Repeat the records in full, exactly.

> [Stored data]:
Start of Block

use std::fmt;

#[derive(Debug, Clone, PartialEq, Eq)]
pub enum Route {
    Landing,
    Rsvp,
    Gifts,
    Guestbook,
    Admin,
    Login,
    NotFound(String),
}

impl Route {
    /// Maps a location to a page. Query strings, fragments and a trailing
    /// slash are ignored.
    pub fn parse(location: &str) -> Self {
        let path = location
            .split(['?', '#'])
            .next()
            .unwrap_or_default()
            .trim();
        let trimmed = path.trim_end_matches('/');
        match trimmed {
            "" => Self::Landing,
            "/rsvp" => Self::Rsvp,
            "/gifts" => Self::Gifts,
            "/guestbook" => Self::Guestbook,
            "/admin" => Self::Admin,
            "/login" => Self::Login,
            _ => Self::NotFound(path.to_string()),
        }
    }

    pub fn path(&self) -> &str {
        match self {
            Self::Landing => "/",
            Self::Rsvp => "/rsvp",
            Self::Gifts => "/gifts",
            Self::Guestbook => "/guestbook",
            Self::Admin => "/admin",
            Self::Login => "/login",
            Self::NotFound(path) => path,
        }
    }

    /// The wizard step a page belongs to, if any.
    pub fn workflow_step(&self) -> Option<WorkflowStep> {
        match self {
            Self::Rsvp => Some(WorkflowStep::Rsvp),
            Self::Gifts => Some(WorkflowStep::Gifts),
            Self::Guestbook => Some(WorkflowStep::Guestbook),
            _ => None,
        }
    }
}

impl fmt::Display for Route {
    fn fmt(&self, f: &mut fmt::Formatter<'_>) -> fmt::Result {
        f.write_str(self.path())
    }
}

#[derive(Debug, Clone, Copy, PartialEq, Eq, PartialOrd, Ord)]
pub enum WorkflowStep {
    Rsvp,
    Gifts,
    Guestbook,
}

impl WorkflowStep {
    pub const ALL: [WorkflowStep; 3] = [Self::Rsvp, Self::Gifts, Self::Guestbook];

    pub fn label(self) -> &'static str {
        match self {
            Self::Rsvp => "RSVP",
            Self::Gifts => "Wish List",
            Self::Guestbook => "Guestbook",
        }
    }

    pub fn description(self) -> &'static str {
        match self {
            Self::Rsvp => "Confirm attendance",
            Self::Gifts => "Reserve a gift",
            Self::Guestbook => "Leave a message",
        }
    }

    pub fn route(self) -> Route {
        match self {
            Self::Rsvp => Route::Rsvp,
            Self::Gifts => Route::Gifts,
            Self::Guestbook => Route::Guestbook,
        }
    }
}

#[derive(Debug, Clone, Copy, PartialEq, Eq)]
pub enum StepStatus {
    Completed,
    Current,
    Upcoming,
}

/// Display status of every step while `current` is shown. Purely positional:
/// earlier steps read as completed whether or not the guest did them.
pub fn workflow_status(current: WorkflowStep) -> [(WorkflowStep, StepStatus); 3] {
    WorkflowStep::ALL.map(|step| {
        let status = match step.cmp(&current) {
            std::cmp::Ordering::Less => StepStatus::Completed,
            std::cmp::Ordering::Equal => StepStatus::Current,
            std::cmp::Ordering::Greater => StepStatus::Upcoming,
        };
        (step, status)
    })
}

#[cfg(test)]
#[path = "tests/routes_tests.rs"]
mod tests;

End of Block

> [THE ANSWER]:
use std::fmt;

#[derive(Debug, Clone, PartialEq, Eq)]
pub enum Route {
    Landing,
    Rsvp,
    Gifts,
    Guestbook,
    Admin,
    Login,
    NotFound(String),
}

impl Route {
    /// Maps a location to a page. Query strings, fragments and a trailing
    /// slash are ignored.
    pub fn parse(location: &str) -> Self {
        let path = location
            .split(['?', '#'])
            .next()
            .unwrap_or_default()
            .trim();
        let trimmed = path.trim_end_matches('/');
        match trimmed {
            "" => Self::Landing,
            "/rsvp" => Self::Rsvp,
            "/gifts" => Self::Gifts,
            "/guestbook" => Self::Guestbook,
            "/admin" => Self::Admin,
            "/login" => Self::Login,
            _ => Self::NotFound(path.to_string()),
        }
    }

    pub fn path(&self) -> &str {
        match self {
            Self::Landing => "/",
            Self::Rsvp => "/rsvp",
            Self::Gifts => "/gifts",
            Self::Guestbook => "/guestbook",
            Self::Admin => "/admin",
            Self::Login => "/login",
            Self::NotFound(path) => path,
        }
    }

    /// The wizard step a page belongs to, if any.
    pub fn workflow_step(&self) -> Option<WorkflowStep> {
        match self {
            Self::Rsvp => Some(WorkflowStep::Rsvp),
            Self::Gifts => Some(WorkflowStep::Gifts),
            Self::Guestbook => Some(WorkflowStep::Guestbook),
            _ => None,
        }
    }
}

impl fmt::Display for Route {
    fn fmt(&self, f: &mut fmt::Formatter<'_>) -> fmt::Result {
        f.write_str(self.path())
    }
}

#[derive(Debug, Clone, Copy, PartialEq, Eq, PartialOrd, Ord)]
pub enum WorkflowStep {
    Rsvp,
    Gifts,
    Guestbook,
}

impl WorkflowStep {
    pub const ALL: [WorkflowStep; 3] = [Self::Rsvp, Self::Gifts, Self::Guestbook];

    pub fn label(self) -> &'static str {
        match self {
            Self::Rsvp => "RSVP",
            Self::Gifts => "Wish List",
            Self::Guestbook => "Guestbook",
        }
    }

    pub fn description(self) -> &'static str {
        match self {
            Self::Rsvp => "Confirm attendance",
            Self::Gifts => "Reserve a gift",
            Self::Guestbook => "Leave a message",
        }
    }

    pub fn route(self) -> Route {
        match self {
            Self::Rsvp => Route::Rsvp,
            Self::Gifts => Route::Gifts,
            Self::Guestbook => Route::Guestbook,
        }
    }
}

#[derive(Debug, Clone, Copy, PartialEq, Eq)]
pub enum StepStatus {
    Completed,
    Current,
    Upcoming,
}

/// Display status of every step while `current` is shown. Purely positional:
/// earlier steps read as completed whether or not the guest did them.
pub fn workflow_status(current: WorkflowStep) -> [(WorkflowStep, StepStatus); 3] {
    WorkflowStep::ALL.map(|step| {
        let status = match step.cmp(&current) {
            std::cmp::Ordering::Less => StepStatus::Completed,
            std::cmp::Ordering::Equal => StepStatus::Current,
            std::cmp::Ordering::Greater => StepStatus::Upcoming,
        };
        (step, status)
    })
}

#[cfg(test)]
#[path = "tests/routes_tests.rs"]
mod tests;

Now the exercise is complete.